## Source material
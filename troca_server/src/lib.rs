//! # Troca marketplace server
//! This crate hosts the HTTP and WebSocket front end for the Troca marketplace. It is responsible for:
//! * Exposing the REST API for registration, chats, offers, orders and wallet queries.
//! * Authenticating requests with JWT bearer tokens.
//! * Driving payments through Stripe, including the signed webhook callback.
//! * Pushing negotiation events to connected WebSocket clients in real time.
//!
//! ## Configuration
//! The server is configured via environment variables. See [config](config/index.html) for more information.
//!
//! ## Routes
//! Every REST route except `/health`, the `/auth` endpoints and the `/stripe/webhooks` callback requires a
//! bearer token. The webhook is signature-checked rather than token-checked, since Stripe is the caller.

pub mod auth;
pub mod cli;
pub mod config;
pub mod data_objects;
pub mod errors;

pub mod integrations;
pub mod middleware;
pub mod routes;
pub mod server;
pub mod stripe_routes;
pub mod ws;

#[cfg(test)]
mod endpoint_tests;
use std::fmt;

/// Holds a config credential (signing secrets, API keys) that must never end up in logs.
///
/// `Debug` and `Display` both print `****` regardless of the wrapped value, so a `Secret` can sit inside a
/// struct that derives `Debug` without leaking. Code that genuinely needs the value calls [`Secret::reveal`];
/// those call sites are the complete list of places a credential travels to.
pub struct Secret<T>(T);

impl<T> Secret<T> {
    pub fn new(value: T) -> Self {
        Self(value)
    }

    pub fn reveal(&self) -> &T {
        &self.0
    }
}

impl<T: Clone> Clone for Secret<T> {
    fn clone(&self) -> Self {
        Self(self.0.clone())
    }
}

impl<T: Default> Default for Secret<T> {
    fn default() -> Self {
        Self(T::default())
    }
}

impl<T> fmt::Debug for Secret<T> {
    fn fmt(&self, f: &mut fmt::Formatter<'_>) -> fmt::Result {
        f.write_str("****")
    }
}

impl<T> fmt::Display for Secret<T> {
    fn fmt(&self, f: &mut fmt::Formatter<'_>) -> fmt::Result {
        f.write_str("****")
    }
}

## Assigned task
Your reply should be nothing but the lines from the one containing "pub mod integrations;" through the last line above, copied exactly; please include both ends.

## Solution for this task
pub mod integrations;
pub mod middleware;
pub mod routes;
pub mod server;
pub mod stripe_routes;
pub mod ws;

#[cfg(test)]
mod endpoint_tests;
use std::fmt;

/// Holds a config credential (signing secrets, API keys) that must never end up in logs.
///
/// `Debug` and `Display` both print `****` regardless of the wrapped value, so a `Secret` can sit inside a
/// struct that derives `Debug` without leaking. Code that genuinely needs the value calls [`Secret::reveal`];
/// those call sites are the complete list of places a credential travels to.
pub struct Secret<T>(T);

impl<T> Secret<T> {
    pub fn new(value: T) -> Self {
        Self(value)
    }

    pub fn reveal(&self) -> &T {
        &self.0
    }
}

impl<T: Clone> Clone for Secret<T> {
    fn clone(&self) -> Self {
        Self(self.0.clone())
    }
}

impl<T: Default> Default for Secret<T> {
    fn default() -> Self {
        Self(T::default())
    }
}

impl<T> fmt::Debug for Secret<T> {
    fn fmt(&self, f: &mut fmt::Formatter<'_>) -> fmt::Result {
        f.write_str("****")
    }
}

impl<T> fmt::Display for Secret<T> {
    fn fmt(&self, f: &mut fmt::Formatter<'_>) -> fmt::Result {
        f.write_str("****")
    }
}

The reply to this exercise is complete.